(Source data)

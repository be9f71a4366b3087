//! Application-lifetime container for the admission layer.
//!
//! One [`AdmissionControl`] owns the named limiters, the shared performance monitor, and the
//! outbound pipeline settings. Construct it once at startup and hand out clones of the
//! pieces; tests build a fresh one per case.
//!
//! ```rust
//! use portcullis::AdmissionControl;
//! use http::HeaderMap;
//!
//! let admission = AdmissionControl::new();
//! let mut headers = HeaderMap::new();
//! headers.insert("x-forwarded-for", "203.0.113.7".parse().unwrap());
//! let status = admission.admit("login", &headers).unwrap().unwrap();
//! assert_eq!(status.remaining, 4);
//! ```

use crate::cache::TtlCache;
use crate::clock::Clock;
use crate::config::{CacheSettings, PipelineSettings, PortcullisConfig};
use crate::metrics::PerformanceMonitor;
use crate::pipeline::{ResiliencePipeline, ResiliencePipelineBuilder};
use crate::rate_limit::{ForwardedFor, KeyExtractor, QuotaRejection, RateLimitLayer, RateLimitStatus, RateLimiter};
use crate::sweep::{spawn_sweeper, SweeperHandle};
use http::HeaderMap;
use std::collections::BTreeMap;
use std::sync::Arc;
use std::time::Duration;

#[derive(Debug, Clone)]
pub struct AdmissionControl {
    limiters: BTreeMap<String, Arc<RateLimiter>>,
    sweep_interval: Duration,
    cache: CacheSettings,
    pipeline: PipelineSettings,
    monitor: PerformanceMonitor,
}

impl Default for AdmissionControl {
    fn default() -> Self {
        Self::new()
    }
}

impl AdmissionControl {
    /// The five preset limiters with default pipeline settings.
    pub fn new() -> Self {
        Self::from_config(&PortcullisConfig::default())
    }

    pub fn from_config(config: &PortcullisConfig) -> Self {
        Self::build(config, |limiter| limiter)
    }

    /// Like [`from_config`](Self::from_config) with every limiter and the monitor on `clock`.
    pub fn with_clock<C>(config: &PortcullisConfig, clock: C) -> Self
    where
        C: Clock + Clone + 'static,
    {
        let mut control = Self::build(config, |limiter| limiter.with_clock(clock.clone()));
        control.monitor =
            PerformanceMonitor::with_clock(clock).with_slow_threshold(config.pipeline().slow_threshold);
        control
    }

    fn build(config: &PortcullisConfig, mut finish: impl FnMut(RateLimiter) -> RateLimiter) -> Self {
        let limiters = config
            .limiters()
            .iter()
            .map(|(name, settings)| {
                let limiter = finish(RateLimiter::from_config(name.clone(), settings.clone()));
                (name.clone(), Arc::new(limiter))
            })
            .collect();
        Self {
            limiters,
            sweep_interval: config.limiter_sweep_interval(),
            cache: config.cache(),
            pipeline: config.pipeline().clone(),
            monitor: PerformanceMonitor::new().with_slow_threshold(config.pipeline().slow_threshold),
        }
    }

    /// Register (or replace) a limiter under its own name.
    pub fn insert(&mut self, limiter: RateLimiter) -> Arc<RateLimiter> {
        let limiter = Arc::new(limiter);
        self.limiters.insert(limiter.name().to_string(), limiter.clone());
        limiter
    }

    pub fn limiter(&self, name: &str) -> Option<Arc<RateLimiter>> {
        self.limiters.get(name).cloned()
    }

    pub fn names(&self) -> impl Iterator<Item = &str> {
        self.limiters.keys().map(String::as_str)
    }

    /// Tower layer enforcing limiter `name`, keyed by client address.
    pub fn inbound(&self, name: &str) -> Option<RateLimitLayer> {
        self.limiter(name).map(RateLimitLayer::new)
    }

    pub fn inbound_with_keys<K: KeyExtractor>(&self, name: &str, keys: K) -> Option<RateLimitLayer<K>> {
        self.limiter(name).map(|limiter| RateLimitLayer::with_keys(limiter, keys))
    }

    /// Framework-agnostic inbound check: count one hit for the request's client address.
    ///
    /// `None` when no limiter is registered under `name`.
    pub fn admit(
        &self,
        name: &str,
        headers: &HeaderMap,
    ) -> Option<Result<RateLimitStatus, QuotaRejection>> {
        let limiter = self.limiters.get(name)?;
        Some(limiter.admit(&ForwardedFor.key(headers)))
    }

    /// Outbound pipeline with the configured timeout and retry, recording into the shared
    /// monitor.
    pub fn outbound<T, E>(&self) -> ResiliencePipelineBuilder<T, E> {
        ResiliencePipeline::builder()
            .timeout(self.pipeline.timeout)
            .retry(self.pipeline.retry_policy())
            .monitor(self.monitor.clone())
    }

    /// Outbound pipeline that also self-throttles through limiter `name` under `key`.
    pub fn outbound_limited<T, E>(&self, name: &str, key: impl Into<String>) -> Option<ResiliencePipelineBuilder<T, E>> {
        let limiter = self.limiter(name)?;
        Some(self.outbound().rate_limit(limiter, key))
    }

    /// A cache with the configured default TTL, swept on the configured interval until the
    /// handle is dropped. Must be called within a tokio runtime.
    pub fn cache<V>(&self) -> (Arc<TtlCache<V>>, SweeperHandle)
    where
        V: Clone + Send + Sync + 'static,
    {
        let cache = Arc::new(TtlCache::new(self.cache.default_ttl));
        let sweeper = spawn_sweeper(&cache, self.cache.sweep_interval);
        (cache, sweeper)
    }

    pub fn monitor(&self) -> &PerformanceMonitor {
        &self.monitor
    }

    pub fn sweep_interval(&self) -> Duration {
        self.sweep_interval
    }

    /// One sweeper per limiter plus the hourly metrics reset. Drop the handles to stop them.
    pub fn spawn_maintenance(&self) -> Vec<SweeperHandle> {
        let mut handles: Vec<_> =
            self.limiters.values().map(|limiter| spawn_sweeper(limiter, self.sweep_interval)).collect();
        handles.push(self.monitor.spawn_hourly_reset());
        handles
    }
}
==
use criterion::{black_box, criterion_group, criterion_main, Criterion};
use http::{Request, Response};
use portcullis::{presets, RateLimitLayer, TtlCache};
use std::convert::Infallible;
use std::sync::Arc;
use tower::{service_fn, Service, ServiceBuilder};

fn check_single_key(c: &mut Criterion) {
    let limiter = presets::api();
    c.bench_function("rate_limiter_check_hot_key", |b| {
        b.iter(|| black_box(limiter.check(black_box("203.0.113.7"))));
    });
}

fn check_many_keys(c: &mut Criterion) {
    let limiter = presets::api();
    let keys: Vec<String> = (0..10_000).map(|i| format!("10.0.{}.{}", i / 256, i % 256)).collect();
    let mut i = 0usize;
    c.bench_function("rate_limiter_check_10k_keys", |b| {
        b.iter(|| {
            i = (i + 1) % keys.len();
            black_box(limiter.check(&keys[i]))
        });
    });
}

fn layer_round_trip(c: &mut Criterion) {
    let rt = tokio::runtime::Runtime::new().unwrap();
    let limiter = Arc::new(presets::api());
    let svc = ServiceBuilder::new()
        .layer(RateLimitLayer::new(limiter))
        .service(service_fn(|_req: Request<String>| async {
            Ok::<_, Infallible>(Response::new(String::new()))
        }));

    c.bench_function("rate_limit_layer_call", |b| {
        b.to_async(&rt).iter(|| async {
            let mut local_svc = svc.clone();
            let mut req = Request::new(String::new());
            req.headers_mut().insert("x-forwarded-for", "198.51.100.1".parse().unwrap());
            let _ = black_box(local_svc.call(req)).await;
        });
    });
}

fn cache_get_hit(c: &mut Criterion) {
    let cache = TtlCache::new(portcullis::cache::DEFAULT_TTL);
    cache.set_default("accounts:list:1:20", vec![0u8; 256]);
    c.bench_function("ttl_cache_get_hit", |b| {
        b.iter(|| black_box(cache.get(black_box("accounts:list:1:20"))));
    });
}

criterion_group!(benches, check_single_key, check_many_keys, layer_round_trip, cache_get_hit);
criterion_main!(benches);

▶ [WHAT YOU HAVE TO DO]: Transcribe the records above exactly, beginning at the line that contains "let rt = tokio::runtime::Runtime::new().unwrap();" and ending with the line that contains "let cache = TtlCache::new(portcullis::cache::DEFAULT_TTL);", both included, and nothing else.

▶ [REPLY]:
    let rt = tokio::runtime::Runtime::new().unwrap();
    let limiter = Arc::new(presets::api());
    let svc = ServiceBuilder::new()
        .layer(RateLimitLayer::new(limiter))
        .service(service_fn(|_req: Request<String>| async {
            Ok::<_, Infallible>(Response::new(String::new()))
        }));

    c.bench_function("rate_limit_layer_call", |b| {
        b.to_async(&rt).iter(|| async {
            let mut local_svc = svc.clone();
            let mut req = Request::new(String::new());
            req.headers_mut().insert("x-forwarded-for", "198.51.100.1".parse().unwrap());
            let _ = black_box(local_svc.call(req)).await;
        });
    });
}

fn cache_get_hit(c: &mut Criterion) {
    let cache = TtlCache::new(portcullis::cache::DEFAULT_TTL);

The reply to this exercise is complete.